## [What is expected]
Output only the lines from the start of the entries through the line holding "pub fn classify(available: i64, total: i64)". Each line must match the original exactly.

(Collected data entries)
↓↓↓

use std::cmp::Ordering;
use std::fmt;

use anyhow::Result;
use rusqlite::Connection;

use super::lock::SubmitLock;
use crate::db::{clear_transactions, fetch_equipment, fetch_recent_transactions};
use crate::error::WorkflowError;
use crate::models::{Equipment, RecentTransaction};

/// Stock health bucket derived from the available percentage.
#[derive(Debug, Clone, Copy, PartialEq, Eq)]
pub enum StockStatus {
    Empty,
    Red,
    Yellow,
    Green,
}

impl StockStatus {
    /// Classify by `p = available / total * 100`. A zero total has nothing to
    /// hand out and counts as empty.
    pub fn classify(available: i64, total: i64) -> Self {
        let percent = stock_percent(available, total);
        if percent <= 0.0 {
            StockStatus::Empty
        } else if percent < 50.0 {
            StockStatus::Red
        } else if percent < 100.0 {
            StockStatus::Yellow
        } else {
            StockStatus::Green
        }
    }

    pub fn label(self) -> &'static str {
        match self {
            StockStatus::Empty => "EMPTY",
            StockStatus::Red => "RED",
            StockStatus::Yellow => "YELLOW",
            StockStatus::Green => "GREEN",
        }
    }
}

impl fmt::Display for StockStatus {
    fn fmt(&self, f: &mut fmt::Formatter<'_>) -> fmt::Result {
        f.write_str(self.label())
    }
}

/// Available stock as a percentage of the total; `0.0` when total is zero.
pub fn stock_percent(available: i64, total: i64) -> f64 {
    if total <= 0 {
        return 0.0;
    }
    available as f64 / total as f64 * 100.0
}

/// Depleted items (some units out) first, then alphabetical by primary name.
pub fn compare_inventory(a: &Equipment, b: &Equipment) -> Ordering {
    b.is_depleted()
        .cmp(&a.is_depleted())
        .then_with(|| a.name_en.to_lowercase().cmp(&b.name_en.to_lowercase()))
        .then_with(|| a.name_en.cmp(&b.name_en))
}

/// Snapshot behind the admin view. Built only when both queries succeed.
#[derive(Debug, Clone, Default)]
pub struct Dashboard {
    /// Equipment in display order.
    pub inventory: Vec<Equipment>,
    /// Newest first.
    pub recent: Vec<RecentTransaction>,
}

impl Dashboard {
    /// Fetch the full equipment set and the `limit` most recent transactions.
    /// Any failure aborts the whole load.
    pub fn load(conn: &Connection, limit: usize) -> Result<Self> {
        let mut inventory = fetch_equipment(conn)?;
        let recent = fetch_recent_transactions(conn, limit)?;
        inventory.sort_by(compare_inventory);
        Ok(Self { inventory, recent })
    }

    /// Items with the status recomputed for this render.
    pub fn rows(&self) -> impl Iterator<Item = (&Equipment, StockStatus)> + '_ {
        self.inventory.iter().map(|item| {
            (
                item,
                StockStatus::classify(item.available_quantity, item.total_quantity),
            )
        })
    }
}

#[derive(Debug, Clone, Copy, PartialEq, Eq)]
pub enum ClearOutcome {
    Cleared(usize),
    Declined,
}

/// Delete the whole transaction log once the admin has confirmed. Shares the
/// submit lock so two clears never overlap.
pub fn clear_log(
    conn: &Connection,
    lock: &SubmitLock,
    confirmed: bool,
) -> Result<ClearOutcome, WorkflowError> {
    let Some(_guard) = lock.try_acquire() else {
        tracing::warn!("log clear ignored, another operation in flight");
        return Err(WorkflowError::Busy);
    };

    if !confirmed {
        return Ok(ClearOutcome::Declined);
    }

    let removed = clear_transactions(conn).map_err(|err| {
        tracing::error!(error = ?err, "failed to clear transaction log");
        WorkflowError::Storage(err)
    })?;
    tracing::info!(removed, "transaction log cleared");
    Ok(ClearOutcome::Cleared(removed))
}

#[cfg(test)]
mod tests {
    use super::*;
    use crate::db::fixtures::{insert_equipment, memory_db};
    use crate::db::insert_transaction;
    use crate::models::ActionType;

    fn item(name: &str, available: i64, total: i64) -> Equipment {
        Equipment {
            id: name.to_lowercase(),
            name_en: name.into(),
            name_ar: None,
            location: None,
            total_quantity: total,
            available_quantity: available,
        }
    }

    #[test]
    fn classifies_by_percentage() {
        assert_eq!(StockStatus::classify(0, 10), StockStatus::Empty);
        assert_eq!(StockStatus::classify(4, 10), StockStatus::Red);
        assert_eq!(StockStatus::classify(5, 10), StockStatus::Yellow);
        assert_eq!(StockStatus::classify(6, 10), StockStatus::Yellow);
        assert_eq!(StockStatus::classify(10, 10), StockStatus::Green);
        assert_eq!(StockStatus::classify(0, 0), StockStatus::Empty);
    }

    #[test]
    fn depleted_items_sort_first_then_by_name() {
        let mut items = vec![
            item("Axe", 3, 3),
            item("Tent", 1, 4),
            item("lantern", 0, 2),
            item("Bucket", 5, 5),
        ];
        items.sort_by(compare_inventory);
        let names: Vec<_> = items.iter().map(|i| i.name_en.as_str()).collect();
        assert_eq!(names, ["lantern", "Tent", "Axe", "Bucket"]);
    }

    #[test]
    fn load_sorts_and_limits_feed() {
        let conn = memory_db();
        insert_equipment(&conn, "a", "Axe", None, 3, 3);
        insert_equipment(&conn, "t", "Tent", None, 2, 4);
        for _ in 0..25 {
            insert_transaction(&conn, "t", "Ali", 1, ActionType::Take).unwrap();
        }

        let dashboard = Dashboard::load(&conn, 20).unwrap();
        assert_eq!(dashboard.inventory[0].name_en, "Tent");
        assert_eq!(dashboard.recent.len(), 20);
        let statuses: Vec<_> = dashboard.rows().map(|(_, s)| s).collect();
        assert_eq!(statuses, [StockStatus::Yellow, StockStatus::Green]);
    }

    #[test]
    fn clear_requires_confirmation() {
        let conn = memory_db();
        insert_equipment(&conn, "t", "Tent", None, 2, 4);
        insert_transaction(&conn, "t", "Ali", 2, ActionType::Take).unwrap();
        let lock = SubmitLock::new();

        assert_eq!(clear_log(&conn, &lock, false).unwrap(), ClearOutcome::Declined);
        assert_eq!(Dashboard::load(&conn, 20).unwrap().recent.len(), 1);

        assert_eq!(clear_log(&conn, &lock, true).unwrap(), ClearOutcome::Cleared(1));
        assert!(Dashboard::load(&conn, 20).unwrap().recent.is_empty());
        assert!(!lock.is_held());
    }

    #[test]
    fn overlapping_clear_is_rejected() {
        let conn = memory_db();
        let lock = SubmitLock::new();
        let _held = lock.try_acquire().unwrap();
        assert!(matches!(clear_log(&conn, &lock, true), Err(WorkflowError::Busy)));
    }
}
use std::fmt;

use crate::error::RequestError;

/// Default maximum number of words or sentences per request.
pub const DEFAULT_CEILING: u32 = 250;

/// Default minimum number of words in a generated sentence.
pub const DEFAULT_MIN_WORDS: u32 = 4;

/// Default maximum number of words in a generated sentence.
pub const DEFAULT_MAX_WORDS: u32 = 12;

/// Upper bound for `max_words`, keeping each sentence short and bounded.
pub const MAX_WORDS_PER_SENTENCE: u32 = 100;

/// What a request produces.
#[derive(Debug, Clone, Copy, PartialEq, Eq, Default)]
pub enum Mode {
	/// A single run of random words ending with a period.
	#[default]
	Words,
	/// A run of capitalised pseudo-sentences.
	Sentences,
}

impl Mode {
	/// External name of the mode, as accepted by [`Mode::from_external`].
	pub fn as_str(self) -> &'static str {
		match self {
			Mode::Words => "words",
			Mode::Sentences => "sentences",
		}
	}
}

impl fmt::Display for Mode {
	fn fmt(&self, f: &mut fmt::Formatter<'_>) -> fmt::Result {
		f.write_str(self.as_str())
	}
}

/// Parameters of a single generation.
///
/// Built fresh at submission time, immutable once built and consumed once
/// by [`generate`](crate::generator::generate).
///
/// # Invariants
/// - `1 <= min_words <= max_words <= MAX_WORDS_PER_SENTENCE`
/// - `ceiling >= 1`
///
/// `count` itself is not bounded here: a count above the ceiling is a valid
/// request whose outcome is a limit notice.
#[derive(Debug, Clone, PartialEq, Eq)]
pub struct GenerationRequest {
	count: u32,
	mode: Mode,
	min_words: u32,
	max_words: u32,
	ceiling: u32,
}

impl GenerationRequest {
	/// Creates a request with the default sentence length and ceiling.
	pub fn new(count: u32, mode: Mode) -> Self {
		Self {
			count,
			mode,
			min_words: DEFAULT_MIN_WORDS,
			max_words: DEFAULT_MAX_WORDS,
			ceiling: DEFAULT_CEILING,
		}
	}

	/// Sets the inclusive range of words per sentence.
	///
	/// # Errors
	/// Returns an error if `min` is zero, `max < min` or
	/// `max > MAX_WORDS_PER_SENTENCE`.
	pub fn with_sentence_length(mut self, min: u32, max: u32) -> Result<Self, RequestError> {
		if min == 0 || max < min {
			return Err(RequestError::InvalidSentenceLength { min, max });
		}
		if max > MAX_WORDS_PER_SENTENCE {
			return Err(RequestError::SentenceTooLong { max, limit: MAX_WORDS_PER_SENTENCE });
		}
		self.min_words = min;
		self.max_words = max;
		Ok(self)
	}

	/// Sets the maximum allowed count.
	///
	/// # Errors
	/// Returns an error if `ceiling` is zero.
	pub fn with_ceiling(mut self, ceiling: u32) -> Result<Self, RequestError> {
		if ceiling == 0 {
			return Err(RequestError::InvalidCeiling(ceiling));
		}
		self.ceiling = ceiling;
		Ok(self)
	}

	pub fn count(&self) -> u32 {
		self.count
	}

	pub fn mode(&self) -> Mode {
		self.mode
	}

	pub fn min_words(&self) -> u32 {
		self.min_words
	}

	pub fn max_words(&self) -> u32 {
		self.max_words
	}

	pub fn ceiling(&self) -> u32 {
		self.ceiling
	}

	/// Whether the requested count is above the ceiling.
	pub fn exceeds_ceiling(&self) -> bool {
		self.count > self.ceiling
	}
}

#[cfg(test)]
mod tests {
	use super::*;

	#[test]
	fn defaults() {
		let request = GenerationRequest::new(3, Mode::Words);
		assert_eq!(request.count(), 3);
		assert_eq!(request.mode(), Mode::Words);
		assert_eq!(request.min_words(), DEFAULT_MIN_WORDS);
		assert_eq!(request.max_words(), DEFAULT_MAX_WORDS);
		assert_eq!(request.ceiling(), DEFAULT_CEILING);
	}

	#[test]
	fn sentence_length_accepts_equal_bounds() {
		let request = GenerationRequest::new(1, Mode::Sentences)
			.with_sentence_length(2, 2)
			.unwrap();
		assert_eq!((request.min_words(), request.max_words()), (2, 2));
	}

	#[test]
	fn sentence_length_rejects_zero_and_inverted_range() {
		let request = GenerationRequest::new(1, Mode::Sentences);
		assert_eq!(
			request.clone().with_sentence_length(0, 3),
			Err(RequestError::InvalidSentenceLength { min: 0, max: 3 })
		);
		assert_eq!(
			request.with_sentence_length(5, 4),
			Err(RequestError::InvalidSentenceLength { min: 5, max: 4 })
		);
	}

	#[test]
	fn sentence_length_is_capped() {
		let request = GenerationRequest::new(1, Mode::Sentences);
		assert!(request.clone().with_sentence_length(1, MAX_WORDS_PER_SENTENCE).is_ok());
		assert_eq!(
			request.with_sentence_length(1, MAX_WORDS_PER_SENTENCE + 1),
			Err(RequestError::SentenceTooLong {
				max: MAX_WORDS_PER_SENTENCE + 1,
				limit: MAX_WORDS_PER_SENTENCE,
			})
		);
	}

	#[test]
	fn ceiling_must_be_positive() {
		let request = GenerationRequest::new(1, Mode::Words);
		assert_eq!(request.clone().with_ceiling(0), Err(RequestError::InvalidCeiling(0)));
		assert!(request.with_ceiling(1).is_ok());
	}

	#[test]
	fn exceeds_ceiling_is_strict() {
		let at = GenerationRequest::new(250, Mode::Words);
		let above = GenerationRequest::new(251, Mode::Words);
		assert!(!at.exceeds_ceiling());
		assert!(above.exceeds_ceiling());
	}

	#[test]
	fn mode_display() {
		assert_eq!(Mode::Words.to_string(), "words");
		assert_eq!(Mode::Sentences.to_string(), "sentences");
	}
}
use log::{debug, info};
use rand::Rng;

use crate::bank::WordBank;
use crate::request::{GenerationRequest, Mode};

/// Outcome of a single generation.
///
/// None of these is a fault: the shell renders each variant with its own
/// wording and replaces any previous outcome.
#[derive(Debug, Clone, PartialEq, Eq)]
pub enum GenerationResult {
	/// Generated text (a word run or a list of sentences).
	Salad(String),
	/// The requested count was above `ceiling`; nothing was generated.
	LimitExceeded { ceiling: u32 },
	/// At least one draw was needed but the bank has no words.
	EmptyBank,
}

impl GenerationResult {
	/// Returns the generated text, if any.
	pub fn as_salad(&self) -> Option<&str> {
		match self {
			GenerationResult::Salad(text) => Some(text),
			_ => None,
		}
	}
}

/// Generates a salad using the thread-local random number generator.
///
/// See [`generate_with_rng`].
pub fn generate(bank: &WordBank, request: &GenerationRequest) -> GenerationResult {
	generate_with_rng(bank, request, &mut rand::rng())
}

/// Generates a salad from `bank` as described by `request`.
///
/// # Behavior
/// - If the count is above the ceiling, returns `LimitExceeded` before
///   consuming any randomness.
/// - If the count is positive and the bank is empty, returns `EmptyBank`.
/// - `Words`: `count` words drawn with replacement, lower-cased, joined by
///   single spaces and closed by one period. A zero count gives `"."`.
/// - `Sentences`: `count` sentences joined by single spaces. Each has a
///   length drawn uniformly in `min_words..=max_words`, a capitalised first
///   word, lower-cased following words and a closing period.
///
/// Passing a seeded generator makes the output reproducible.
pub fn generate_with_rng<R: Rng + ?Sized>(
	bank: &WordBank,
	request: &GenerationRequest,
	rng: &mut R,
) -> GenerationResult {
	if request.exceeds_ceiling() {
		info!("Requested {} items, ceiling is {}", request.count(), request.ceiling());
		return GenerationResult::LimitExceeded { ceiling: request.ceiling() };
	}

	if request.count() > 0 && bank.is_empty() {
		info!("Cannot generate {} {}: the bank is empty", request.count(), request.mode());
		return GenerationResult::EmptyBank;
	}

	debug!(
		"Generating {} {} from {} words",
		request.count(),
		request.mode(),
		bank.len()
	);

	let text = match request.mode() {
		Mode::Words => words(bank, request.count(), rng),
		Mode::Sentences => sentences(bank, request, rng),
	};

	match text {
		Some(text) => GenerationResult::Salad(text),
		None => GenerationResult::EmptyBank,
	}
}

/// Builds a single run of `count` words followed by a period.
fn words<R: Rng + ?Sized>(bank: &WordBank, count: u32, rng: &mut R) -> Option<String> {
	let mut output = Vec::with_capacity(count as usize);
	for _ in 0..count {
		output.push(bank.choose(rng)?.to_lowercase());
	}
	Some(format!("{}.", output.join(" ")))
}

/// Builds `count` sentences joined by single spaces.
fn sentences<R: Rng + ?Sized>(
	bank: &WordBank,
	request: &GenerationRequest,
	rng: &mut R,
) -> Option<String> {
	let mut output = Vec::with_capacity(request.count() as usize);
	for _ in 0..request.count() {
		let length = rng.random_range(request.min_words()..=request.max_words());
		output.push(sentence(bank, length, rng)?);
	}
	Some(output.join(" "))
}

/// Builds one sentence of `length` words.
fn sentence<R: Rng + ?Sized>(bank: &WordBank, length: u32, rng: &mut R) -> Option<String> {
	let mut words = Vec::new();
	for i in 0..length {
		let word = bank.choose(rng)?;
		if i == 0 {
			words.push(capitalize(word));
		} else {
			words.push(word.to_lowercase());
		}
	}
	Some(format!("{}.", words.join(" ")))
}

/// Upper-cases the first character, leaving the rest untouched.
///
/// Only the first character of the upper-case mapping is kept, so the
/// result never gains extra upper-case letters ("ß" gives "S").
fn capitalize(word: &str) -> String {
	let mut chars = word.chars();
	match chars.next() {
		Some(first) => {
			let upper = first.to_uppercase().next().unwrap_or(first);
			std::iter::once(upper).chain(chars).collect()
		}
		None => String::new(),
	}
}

↑↑↑

## [Result]
use std::cmp::Ordering;
use std::fmt;

use anyhow::Result;
use rusqlite::Connection;

use super::lock::SubmitLock;
use crate::db::{clear_transactions, fetch_equipment, fetch_recent_transactions};
use crate::error::WorkflowError;
use crate::models::{Equipment, RecentTransaction};

/// Stock health bucket derived from the available percentage.
#[derive(Debug, Clone, Copy, PartialEq, Eq)]
pub enum StockStatus {
    Empty,
    Red,
    Yellow,
    Green,
}

impl StockStatus {
    /// Classify by `p = available / total * 100`. A zero total has nothing to
    /// hand out and counts as empty.
    pub fn classify(available: i64, total: i64) -> Self {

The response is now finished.